[Task] Among these records, tally each line with the word "unwrap"; the answer is that number alone.

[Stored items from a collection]
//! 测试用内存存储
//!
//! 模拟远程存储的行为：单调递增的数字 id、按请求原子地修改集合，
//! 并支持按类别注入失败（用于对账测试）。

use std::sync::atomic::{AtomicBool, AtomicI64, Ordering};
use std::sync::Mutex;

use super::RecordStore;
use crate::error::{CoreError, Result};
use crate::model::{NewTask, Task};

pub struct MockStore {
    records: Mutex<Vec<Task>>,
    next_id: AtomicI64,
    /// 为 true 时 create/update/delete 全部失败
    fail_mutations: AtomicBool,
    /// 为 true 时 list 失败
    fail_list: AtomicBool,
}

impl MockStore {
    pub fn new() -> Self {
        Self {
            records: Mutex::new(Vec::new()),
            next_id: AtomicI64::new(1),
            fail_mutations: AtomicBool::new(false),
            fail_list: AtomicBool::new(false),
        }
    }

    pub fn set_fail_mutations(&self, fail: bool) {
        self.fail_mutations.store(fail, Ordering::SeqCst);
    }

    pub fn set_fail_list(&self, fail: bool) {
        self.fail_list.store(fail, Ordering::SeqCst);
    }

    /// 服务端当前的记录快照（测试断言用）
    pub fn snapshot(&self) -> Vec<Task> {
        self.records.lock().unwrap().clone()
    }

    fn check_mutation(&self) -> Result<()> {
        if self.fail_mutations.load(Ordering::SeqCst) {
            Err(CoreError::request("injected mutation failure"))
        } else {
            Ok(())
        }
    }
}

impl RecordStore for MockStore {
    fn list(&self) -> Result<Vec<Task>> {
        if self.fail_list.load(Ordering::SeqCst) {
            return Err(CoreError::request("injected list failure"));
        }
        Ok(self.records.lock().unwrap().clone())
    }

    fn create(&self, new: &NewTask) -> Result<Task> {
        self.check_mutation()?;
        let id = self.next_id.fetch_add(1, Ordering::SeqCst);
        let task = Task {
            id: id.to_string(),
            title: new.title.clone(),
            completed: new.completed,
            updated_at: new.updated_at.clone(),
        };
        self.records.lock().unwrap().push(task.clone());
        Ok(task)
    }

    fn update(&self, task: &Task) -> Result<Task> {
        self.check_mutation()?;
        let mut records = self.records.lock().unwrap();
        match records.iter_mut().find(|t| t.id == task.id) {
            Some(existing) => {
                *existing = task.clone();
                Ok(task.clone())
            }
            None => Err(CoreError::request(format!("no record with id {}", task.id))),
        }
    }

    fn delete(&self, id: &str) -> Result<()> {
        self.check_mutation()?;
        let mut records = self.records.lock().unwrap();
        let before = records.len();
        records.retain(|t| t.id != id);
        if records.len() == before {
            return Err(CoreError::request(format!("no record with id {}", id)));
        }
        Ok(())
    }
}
--
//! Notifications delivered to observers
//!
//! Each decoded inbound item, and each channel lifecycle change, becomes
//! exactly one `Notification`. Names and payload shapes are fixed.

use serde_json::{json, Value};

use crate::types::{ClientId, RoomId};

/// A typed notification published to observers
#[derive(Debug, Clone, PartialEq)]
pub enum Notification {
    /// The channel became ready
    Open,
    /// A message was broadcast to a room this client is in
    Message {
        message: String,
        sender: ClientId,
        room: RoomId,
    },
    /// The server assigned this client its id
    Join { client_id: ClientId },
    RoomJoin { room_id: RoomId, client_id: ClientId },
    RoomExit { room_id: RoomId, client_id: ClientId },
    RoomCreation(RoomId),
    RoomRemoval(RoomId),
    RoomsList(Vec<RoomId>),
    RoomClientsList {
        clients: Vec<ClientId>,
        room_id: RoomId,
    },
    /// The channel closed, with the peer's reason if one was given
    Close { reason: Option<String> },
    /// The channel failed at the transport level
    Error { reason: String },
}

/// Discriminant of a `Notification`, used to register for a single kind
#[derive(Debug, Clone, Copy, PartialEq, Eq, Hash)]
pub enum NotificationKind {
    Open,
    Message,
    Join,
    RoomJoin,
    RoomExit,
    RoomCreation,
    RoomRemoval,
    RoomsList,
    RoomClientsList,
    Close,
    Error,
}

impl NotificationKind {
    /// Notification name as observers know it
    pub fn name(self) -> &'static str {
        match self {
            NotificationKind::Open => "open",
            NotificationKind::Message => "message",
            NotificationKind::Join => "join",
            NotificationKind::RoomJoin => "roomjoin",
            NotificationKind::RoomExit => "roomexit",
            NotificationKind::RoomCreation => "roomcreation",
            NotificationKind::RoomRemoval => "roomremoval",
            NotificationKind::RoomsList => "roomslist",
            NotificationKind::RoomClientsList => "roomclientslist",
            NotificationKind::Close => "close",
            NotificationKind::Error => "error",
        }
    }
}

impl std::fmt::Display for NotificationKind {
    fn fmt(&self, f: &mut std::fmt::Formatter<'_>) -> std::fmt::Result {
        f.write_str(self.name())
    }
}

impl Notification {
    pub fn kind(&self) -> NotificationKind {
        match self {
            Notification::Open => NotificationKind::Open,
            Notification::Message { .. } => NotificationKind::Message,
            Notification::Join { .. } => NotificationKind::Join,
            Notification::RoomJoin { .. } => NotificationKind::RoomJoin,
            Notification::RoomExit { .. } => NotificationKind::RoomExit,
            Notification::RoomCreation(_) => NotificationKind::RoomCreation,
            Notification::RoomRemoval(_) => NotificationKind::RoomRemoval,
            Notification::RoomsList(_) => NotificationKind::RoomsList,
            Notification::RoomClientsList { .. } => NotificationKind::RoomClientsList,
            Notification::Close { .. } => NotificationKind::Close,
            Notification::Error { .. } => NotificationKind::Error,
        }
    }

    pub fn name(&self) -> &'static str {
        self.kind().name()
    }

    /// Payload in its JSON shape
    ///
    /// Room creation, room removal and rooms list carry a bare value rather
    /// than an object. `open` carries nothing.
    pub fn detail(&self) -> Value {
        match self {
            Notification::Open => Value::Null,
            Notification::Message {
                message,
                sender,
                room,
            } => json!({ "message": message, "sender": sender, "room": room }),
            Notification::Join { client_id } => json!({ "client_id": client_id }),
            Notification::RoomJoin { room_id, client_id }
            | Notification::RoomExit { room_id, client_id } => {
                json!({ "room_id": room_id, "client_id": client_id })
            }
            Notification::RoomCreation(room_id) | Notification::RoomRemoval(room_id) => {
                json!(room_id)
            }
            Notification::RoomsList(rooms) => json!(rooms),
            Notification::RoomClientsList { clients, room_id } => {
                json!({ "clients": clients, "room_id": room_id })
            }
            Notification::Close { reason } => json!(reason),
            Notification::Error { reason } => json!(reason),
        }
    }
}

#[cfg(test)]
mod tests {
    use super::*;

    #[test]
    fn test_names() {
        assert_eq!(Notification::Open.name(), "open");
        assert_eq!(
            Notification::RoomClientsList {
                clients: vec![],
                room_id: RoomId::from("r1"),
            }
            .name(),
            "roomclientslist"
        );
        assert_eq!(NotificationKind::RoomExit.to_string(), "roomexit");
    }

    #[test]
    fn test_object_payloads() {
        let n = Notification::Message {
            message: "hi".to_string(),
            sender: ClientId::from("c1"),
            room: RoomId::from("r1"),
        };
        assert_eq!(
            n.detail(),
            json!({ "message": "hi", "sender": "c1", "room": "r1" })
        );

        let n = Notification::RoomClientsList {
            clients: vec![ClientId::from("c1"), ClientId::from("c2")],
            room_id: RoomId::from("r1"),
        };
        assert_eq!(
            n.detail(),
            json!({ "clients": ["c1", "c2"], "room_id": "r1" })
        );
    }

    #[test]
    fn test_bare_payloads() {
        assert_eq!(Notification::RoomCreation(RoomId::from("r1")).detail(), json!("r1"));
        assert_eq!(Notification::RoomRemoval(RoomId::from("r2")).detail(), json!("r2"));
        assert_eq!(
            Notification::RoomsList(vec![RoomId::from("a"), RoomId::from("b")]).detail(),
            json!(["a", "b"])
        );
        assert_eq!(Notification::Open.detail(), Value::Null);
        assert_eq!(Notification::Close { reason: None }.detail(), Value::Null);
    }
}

[The completed task] 5